╔══

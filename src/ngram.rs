//! N-gram extraction: suffix array + LCP intervals
//!
//! Given a codepoint sequence, find every repeated substring with its
//! exact frequency and positions — the candidate compositions of the
//! ingestion pipeline. The pass is linear-ish and output-driven:
//!
//! 1. Suffix array by prefix doubling (`O(n log² n)`, no recursion).
//! 2. LCP array by Kasai's algorithm.
//! 3. A stack walk over the LCP array enumerates every LCP interval
//!    together with its parent depth; for each interval of width ≥ τ the
//!    walk emits one n-gram per depth in `(parent, ℓ]` — exactly the
//!    distinct repeated substrings whose minimal covering interval this
//!    is, so frequencies are exact and nothing is emitted twice.
//!
//! There is no maximum n-gram length. Each n-gram carries the composition
//! id it will feed into (the hash of its atom-id sequence), an RLE flag,
//! and a canonicalized pattern signature (`"ssi" → "XXY"`,
//! `"abba" → "XYYX"`). [`Extraction::significant_ngrams`] additionally
//! surfaces every unigram that appeared at all, below threshold or not, so
//! the downstream composition table always contains the active alphabet.

#![forbid(unsafe_code)]
#![allow(missing_docs)]

use std::collections::HashMap;

use crate::hash::Digest;
use crate::CancelToken;

/// Extractor options.
#[derive(Clone, Debug)]
pub struct ExtractorConfig {
    /// Frequency threshold τ; repeats need at least two occurrences
    /// regardless, so values below 2 behave like 2 for multi-codepoint
    /// n-grams.
    pub min_frequency: u32,
    /// Record sorted occurrence positions on each n-gram.
    pub track_positions: bool,
}

impl Default for ExtractorConfig {
    fn default() -> Self {
        ExtractorConfig { min_frequency: 2, track_positions: true }
    }
}

/// Extraction failures. An empty input is not one (it yields no n-grams).
#[derive(Debug, thiserror::Error, PartialEq)]
pub enum ExtractError {
    #[error("extraction cancelled")]
    Cancelled,
}

/// One extracted n-gram.
#[derive(Clone, Debug, PartialEq)]
pub struct Ngram {
    /// The substring itself.
    pub codepoints: Vec<u32>,
    /// Composition id: hash of the atom-id sequence.
    pub hash: Digest,
    /// Length in codepoints.
    pub n: usize,
    /// Exact occurrence count in the input.
    pub frequency: u32,
    /// Sorted start offsets (when position tracking is on).
    pub positions: Option<Vec<usize>>,
    /// True iff all codepoints are identical.
    pub is_rle: bool,
    /// First-appearance relabeling of the codepoints.
    pub pattern_signature: String,
}

/// Result of one extraction pass.
#[derive(Debug, Default)]
pub struct Extraction {
    /// Repeated substrings with frequency ≥ τ, sorted by `(n, codepoints)`.
    pub ngrams: Vec<Ngram>,
    /// Every distinct codepoint with its frequency (the active alphabet).
    pub unigrams: Vec<Ngram>,
}

impl Extraction {
    /// All n-grams at or above threshold, plus every unigram that appeared
    /// at all (below-threshold unigrams included).
    pub fn significant_ngrams(&self) -> Vec<&Ngram> {
        let mut out: Vec<&Ngram> = self.ngrams.iter().collect();
        for uni in &self.unigrams {
            if !self.ngrams.iter().any(|g| g.n == 1 && g.codepoints == uni.codepoints) {
                out.push(uni);
            }
        }
        out
    }
}

/// Composition id for a codepoint sequence: the hash of its atom ids.
///
/// Shared with the ingester so extractor n-grams and word tokens address
/// the same composition rows.
pub fn composition_id(codepoints: &[u32]) -> Digest {
    let ids: Vec<Digest> = codepoints
        .iter()
        .map(|&cp| Digest::hash_codepoint(cp).unwrap_or_else(|_| Digest::hash(&cp.to_le_bytes())))
        .collect();
    Digest::hash_sequence(&ids)
}

/// Suffix-array n-gram extractor.
#[derive(Clone, Debug, Default)]
pub struct NgramExtractor {
    config: ExtractorConfig,
}

impl NgramExtractor {
    pub fn new(config: ExtractorConfig) -> Self {
        NgramExtractor { config }
    }

    /// Run one extraction pass. Pure and restartable; cancellation is
    /// observed between LCP intervals.
    pub fn extract(&self, seq: &[u32], cancel: &CancelToken) -> Result<Extraction, ExtractError> {
        let mut out = Extraction::default();

        // The active alphabet, threshold or not.
        let mut counts: HashMap<u32, u32> = HashMap::new();
        for &cp in seq {
            *counts.entry(cp).or_insert(0) += 1;
        }
        let mut unigrams: Vec<(u32, u32)> = counts.into_iter().collect();
        unigrams.sort_unstable();
        out.unigrams = unigrams
            .into_iter()
            .map(|(cp, freq)| make_ngram(vec![cp], freq, None))
            .collect();

        if seq.is_empty() {
            return Ok(out);
        }

        let sa = suffix_array(seq);
        let lcp = kasai_lcp(seq, &sa);
        let tau = self.config.min_frequency.max(2);

        // Stack walk over LCP intervals; each pop knows its parent depth.
        let n = seq.len();
        let mut stack: Vec<(usize, usize)> = vec![(0, 0)]; // (lcp, left bound)
        for i in 1..=n {
            if cancel.is_cancelled() {
                return Err(ExtractError::Cancelled);
            }
            let l = if i < n { lcp[i] } else { 0 };
            let mut lb = i - 1;
            while stack.last().map_or(false, |&(top_lcp, _)| top_lcp > l) {
                let (top_lcp, top_lb) = stack.pop().expect("stack top checked");
                let width = (i - top_lb) as u32;
                let parent_lcp = stack.last().map_or(0, |&(p, _)| p).max(l);
                if width >= tau {
                    self.emit_interval(
                        seq,
                        &sa,
                        top_lb,
                        i - 1,
                        parent_lcp,
                        top_lcp,
                        width,
                        &mut out.ngrams,
                    );
                }
                lb = top_lb;
            }
            if stack.last().map_or(true, |&(top_lcp, _)| top_lcp < l) {
                stack.push((l, lb));
            }
        }

        out.ngrams.sort_unstable_by(|a, b| (a.n, &a.codepoints).cmp(&(b.n, &b.codepoints)));
        Ok(out)
    }

    /// Emit one n-gram per depth this interval minimally covers.
    #[allow(clippy::too_many_arguments)]
    fn emit_interval(
        &self,
        seq: &[u32],
        sa: &[usize],
        lb: usize,
        rb: usize,
        parent_lcp: usize,
        lcp: usize,
        width: u32,
        out: &mut Vec<Ngram>,
    ) {
        let start = sa[lb];
        for depth in (parent_lcp + 1).max(1)..=lcp {
            let codepoints = seq[start..start + depth].to_vec();
            let positions = if self.config.track_positions {
                let mut p: Vec<usize> = sa[lb..=rb].to_vec();
                p.sort_unstable();
                Some(p)
            } else {
                None
            };
            out.push(make_ngram(codepoints, width, positions));
        }
    }
}

fn make_ngram(codepoints: Vec<u32>, frequency: u32, positions: Option<Vec<usize>>) -> Ngram {
    let is_rle = codepoints.windows(2).all(|w| w[0] == w[1]);
    Ngram {
        hash: composition_id(&codepoints),
        n: codepoints.len(),
        frequency,
        positions,
        is_rle,
        pattern_signature: pattern_signature(&codepoints),
        codepoints,
    }
}

/// Relabel distinct codepoints in first-appearance order: `X, Y, Z`, then
/// `A..W`, then `{n}` for pathological alphabets.
pub fn pattern_signature(codepoints: &[u32]) -> String {
    let mut labels: HashMap<u32, usize> = HashMap::new();
    let mut out = String::with_capacity(codepoints.len());
    for &cp in codepoints {
        let next = labels.len();
        let idx = *labels.entry(cp).or_insert(next);
        match idx {
            0..=2 => out.push((b'X' + idx as u8) as char),
            3..=25 => out.push((b'A' + (idx as u8 - 3)) as char),
            _ => {
                out.push('{');
                out.push_str(&idx.to_string());
                out.push('}');
            }
        }
    }
    out
}

// ============================================================================
// Suffix array (prefix doubling) and LCP (Kasai)
// ============================================================================

fn suffix_array(seq: &[u32]) -> Vec<usize> {
    let n = seq.len();
    let mut sa: Vec<usize> = (0..n).collect();

    // Coordinate-compressed initial ranks.
    let mut sorted: Vec<u32> = seq.to_vec();
    sorted.sort_unstable();
    sorted.dedup();
    let mut rank: Vec<usize> = seq
        .iter()
        .map(|cp| sorted.binary_search(cp).expect("compressed alphabet"))
        .collect();

    let mut next_rank = vec![0usize; n];
    let mut k = 1;
    while k < n {
        let key = |i: usize| -> (usize, usize) {
            let second = if i + k < n { rank[i + k] + 1 } else { 0 };
            (rank[i], second)
        };
        sa.sort_unstable_by_key(|&i| key(i));

        next_rank[sa[0]] = 0;
        for w in 1..n {
            let bump = usize::from(key(sa[w - 1]) != key(sa[w]));
            next_rank[sa[w]] = next_rank[sa[w - 1]] + bump;
        }
        rank.copy_from_slice(&next_rank);
        if rank[sa[n - 1]] == n - 1 {
            break;
        }
        k <<= 1;
    }
    sa
}

/// `lcp[i]` = longest common prefix of suffixes `sa[i-1]` and `sa[i]`
/// (`lcp[0]` unused, zero).
fn kasai_lcp(seq: &[u32], sa: &[usize]) -> Vec<usize> {
    let n = seq.len();
    let mut rank = vec![0usize; n];
    for (i, &s) in sa.iter().enumerate() {
        rank[s] = i;
    }
    let mut lcp = vec![0usize; n];
    let mut h = 0usize;
    for i in 0..n {
        if rank[i] > 0 {
            let j = sa[rank[i] - 1];
            while i + h < n && j + h < n && seq[i + h] == seq[j + h] {
                h += 1;
            }
            lcp[rank[i]] = h;
            h = h.saturating_sub(1);
        } else {
            h = 0;
        }
    }
    lcp
}

// ============================================================================
// Tests
// ============================================================================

╚══

Task to carry out.
The answer must hold only the lines from the first line of the data through the line bearing "compositions of the", returned exactly.

Exercise output.
filename src/ngram.rs
//! N-gram extraction: suffix array + LCP intervals
//!
//! Given a codepoint sequence, find every repeated substring with its
//! exact frequency and positions — the candidate compositions of the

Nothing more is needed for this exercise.